Campbell identifies nine examples of a pattern in the Book of Mormon that suggests that belief in “all the words” given by God or his prophets prepares the way for further revelation. In terms of scripture, this intertextual pattern appears to be unique to the Book of Mormon, and is reinforced by the words of both ancient and modern prophets.
In this article, Mark Campbell highlights nine Book of Mormon examples that he feels demonstrates both a narrative and doctrinal pattern, one where a willingness to believe “all the words” that one has or is about to receive from God can result in further spiritual outpouring. These examples help to further demonstrate the intertextuality of the Book of Mormon, with some appearing to be quotations, allusions, or references to other examples. This pattern also doesn’t appear to be present in other books of scripture, though it is reinforced in many cases by prophetic teaching.
Although Campbell is careful to note that “belief” shouldn’t be equated with being “naively credulous”, he presents the pattern as a useful prototype for those seeking further revelation from God. Campbell places this pattern alongside other noted narrative and doctrinal patterns within the Book of Mormon, including patterns of remembrance, the law of witnesses, the formula of the gospel, and the “type-scene” of spiritual exchange.
The nine examples include (click the numbers at the start of each example to go to Campbell’s corresponding commentary):
4. Mosiah 17:4, where Alma the Elder believes the words of Abinadi, and proceeds to write all the words Abinadi spoke. After this act, Alma received priesthood authority to baptize, ordain priests, and administer the church, as described in Mosiah 18:13,18.
6. Alma 18:33, where King Lamoni tells Ammon twice that he will believe or does believe all his words (“all thy words” or “all these things”) prior to his powerful spiritual experience in Alma 18:41-43 and Alma 19:12-13.
9. Ether 3:12, with the Brother of Jared using different but functionally equivalent phrasing to indicate that he believes the words that the Lord will speak, which preceded a further theophany in Ether 3:6-28.
In addition to these examples, Campbell cites two additional passages that he sees as echoing aspects of the pattern. These are Enos’ statement that “God could not lie,” and Helaman’s statement that he “believe[s] all the words” spoken by his father Alma, which doesn’t appear to have accompanied a divine manifestation.

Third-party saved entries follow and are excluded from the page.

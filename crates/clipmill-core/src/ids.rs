//! Typed ID wrappers providing compile-time safety for entity identifiers.
//!
//! Each ID type is a newtype over `Uuid`, preventing accidental misuse
//! (e.g., passing an `ArtifactId` where a `JobId` is expected). IDs are
//! random v4, so identifiers are never reused within a store's lifetime.

use serde::{Deserialize, Serialize};
use std::fmt;
use std::str::FromStr;
use uuid::Uuid;

/// Generate a newtype ID wrapper over `Uuid`.
///
/// The macro produces a struct with:
/// - `new()` to create a random v4 UUID
/// - `Debug`, `Clone`, `Copy`, `PartialEq`, `Eq`, `Hash`, `Serialize`, `Deserialize`
/// - `Display` and `FromStr` delegating to the inner UUID
/// - `From<Uuid>` and `Into<Uuid>` conversions
/// - `Default` that generates a new random ID
macro_rules! typed_id {
    ($($(#[doc = $doc:expr])* $name:ident),+ $(,)?) => {
        $(
            $(#[doc = $doc])*
            #[derive(Debug, Clone, Copy, PartialEq, Eq, Hash, Serialize, Deserialize)]
            #[serde(transparent)]
            pub struct $name(Uuid);

            impl $name {
                /// Create a new random ID.
                #[must_use]
                pub fn new() -> Self {
                    Self(Uuid::new_v4())
                }

                /// Return the inner UUID value.
                #[must_use]
                pub fn as_uuid(&self) -> &Uuid {
                    &self.0
                }

                /// Short hyphen-free form, usable in generated filenames.
                #[must_use]
                pub fn simple(&self) -> String {
                    self.0.simple().to_string()
                }
            }

            impl Default for $name {
                fn default() -> Self {
                    Self::new()
                }
            }

            impl fmt::Display for $name {
                fn fmt(&self, f: &mut fmt::Formatter<'_>) -> fmt::Result {
                    write!(f, "{}", self.0)
                }
            }

            impl FromStr for $name {
                type Err = uuid::Error;

                fn from_str(s: &str) -> std::result::Result<Self, Self::Err> {
                    Uuid::parse_str(s).map(Self)
                }
            }

            impl From<Uuid> for $name {
                fn from(uuid: Uuid) -> Self {
                    Self(uuid)
                }
            }

            impl From<$name> for Uuid {
                fn from(id: $name) -> Self {
                    id.0
                }
            }
        )+
    };
}

typed_id! {
    /// Unique identifier for a conversion job.
    JobId,
    /// Unique identifier for an engine instance.
    EngineId,
    /// Unique identifier for an output artifact reference.
    ArtifactId,
}
//! Application configuration types.
//!
//! The top-level [`Config`] struct is deserialized from JSON and carries the
//! engine and conversion sections. Every section defaults sensibly so a
//! completely empty `{}` file is valid.

use serde::{Deserialize, Serialize};
use std::path::{Path, PathBuf};
use std::time::Duration;

use crate::error::Result;
use crate::Error;

// ---------------------------------------------------------------------------
// Top-level Config
// ---------------------------------------------------------------------------

/// Root application configuration.
#[derive(Debug, Clone, Default, Serialize, Deserialize)]
#[serde(default)]
pub struct Config {
    pub engine: EngineConfig,
    pub conversion: ConversionConfig,
}

impl Config {
    /// Deserialize a `Config` from a JSON string.
    ///
    /// This is intentionally string-based so the caller can read the file
    /// however it sees fit (async, embedded, etc.).
    pub fn from_json(json_str: &str) -> Result<Self> {
        serde_json::from_str(json_str)
            .map_err(|e| Error::Validation(format!("config parse error: {e}")))
    }

    /// Load configuration from a file path, falling back to defaults if the
    /// path is `None` or the file does not exist.
    pub fn load_or_default(path: Option<&Path>) -> Self {
        let Some(path) = path else {
            return Self::default();
        };

        match std::fs::read_to_string(path) {
            Ok(contents) => Self::from_json(&contents).unwrap_or_else(|e| {
                tracing::warn!("Failed to parse config file {}: {e}", path.display());
                Self::default()
            }),
            Err(e) if e.kind() == std::io::ErrorKind::NotFound => {
                tracing::info!("No config file at {}; using defaults", path.display());
                Self::default()
            }
            Err(e) => {
                tracing::warn!("Failed to read config file {}: {e}", path.display());
                Self::default()
            }
        }
    }

    /// Return a list of validation warnings (non-fatal issues).
    pub fn validate(&self) -> Vec<String> {
        let mut warnings = Vec::new();

        if self.conversion.crf > 51 {
            warnings.push(format!(
                "conversion.crf is {}; ffmpeg accepts 0-51",
                self.conversion.crf
            ));
        }
        if self.conversion.video_codec.is_empty() {
            warnings.push("conversion.video_codec is empty".into());
        }
        if self.conversion.preset.is_empty() {
            warnings.push("conversion.preset is empty".into());
        }
        if self.engine.init_timeout_secs == 0 {
            warnings.push("engine.init_timeout_secs is 0; readiness waits will fail immediately".into());
        }
        if self.engine.exec_timeout_secs == 0 {
            warnings.push("engine.exec_timeout_secs is 0; transcodes will fail immediately".into());
        }

        warnings
    }
}

// ---------------------------------------------------------------------------
// EngineConfig
// ---------------------------------------------------------------------------

/// Engine instance configuration: tool locations and call deadlines.
#[derive(Debug, Clone, Serialize, Deserialize)]
#[serde(default)]
pub struct EngineConfig {
    /// Explicit path to the ffmpeg binary; resolved from `PATH` when unset.
    pub ffmpeg_path: Option<PathBuf>,
    /// Explicit path to the ffprobe binary; resolved from `PATH` when unset.
    pub ffprobe_path: Option<PathBuf>,
    /// Deadline for engine construction and readiness, in seconds.
    pub init_timeout_secs: u64,
    /// Deadline for a duration probe, in seconds.
    pub probe_timeout_secs: u64,
    /// Deadline for a single transcode call, in seconds.
    pub exec_timeout_secs: u64,
}

impl Default for EngineConfig {
    fn default() -> Self {
        Self {
            ffmpeg_path: None,
            ffprobe_path: None,
            init_timeout_secs: 30,
            probe_timeout_secs: 60,
            exec_timeout_secs: 3600,
        }
    }
}

impl EngineConfig {
    /// Readiness deadline as a [`Duration`].
    pub fn init_timeout(&self) -> Duration {
        Duration::from_secs(self.init_timeout_secs)
    }

    /// Probe deadline as a [`Duration`].
    pub fn probe_timeout(&self) -> Duration {
        Duration::from_secs(self.probe_timeout_secs)
    }

    /// Transcode deadline as a [`Duration`].
    pub fn exec_timeout(&self) -> Duration {
        Duration::from_secs(self.exec_timeout_secs)
    }
}

// ---------------------------------------------------------------------------
// ConversionConfig
// ---------------------------------------------------------------------------

/// The fixed MP4 conversion preset.
///
/// Codec parameter tuning is out of scope; these knobs exist so deployments
/// can pin a different software encoder or quality factor, not to negotiate
/// per-job settings.
#[derive(Debug, Clone, Serialize, Deserialize)]
#[serde(default)]
pub struct ConversionConfig {
    /// Video codec (default: libx264).
    pub video_codec: String,
    /// Encoder speed preset (default: fast).
    pub preset: String,
    /// Constant rate factor (default: 23).
    pub crf: u32,
    /// MP4 container flags (default: faststart for streaming-friendly layout).
    pub movflags: String,
}

impl Default for ConversionConfig {
    fn default() -> Self {
        Self {
            video_codec: "libx264".to_string(),
            preset: "fast".to_string(),
            crf: 23,
            movflags: "faststart".to_string(),
        }
    }
}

Though this pattern occurs frequently, Campbell notes that it doesn’t apply to every divine manifestation. Alma the Younger and Saul both received a manifestation while in a state of disbelief. Despite reinforcement from prophets both ancient and modern on the importance of belief in God’s word, this pattern has no obvious parallel outside the Book of Mormon (though Campbell sees Joseph Smith’s First Vision as a possible exception).
Campbell suggests that the Book of Mormon provides an explanation of how belief can lead to further revelation. Alma the Younger indicates that the “mysteries of God” are imparted “according to the heed and diligence which they give unto him," and, because of this the “greater portion of the word” is given to those who don’t harden their hearts to the lesser portion. Mormon makes a similar promise when he says “if it so be that they shall believe these things then shall the greater things be made manifest unto them.”
For Campbell, this belief need not be blind or thoughtless. Nephi himself admitted that some of God’s words were difficult to understand (and perhaps accept). Mormon’s injunction to “judge, that ye may know good from evil” suggests that reason plays a role in evaluating spiritual truth, alongside the Spirit of Christ. According to Campbell:
“Here, then, is a formula for dealing with situations where a prophet’s words are hard to understand or accept. The formula is simple: open-minded inquiry, faith in God’s ability to reveal, and continued obedience to His commandments.”
Campbell’s work emphasizes an important principle, one that can extend to both the temporal and spiritual aspects of our lives: if you want more, understand and respect and value what you already have. Doing that won’t guarantee that more comes, but it will certainly prepare you for when it heads your way. Campbell’s pattern also deepens in significance when we consider that “belief” is more than just intellectual assent—it’s putting something into action in your life (read: “living by”). It stands to reason that God might be hesitant to give someone more light and knowledge when that knowledge wouldn’t actually change that person’s life in any meaningful way. Striving to live by all of God’s words, rather than picking and choosing the ones that are most convenient, can signal to God that we want revelation, that we’re ready for it, and sharing it with us will be worth his time. Campbell has given me at least nine opportunities to remember that when I read through the Book of Mormon.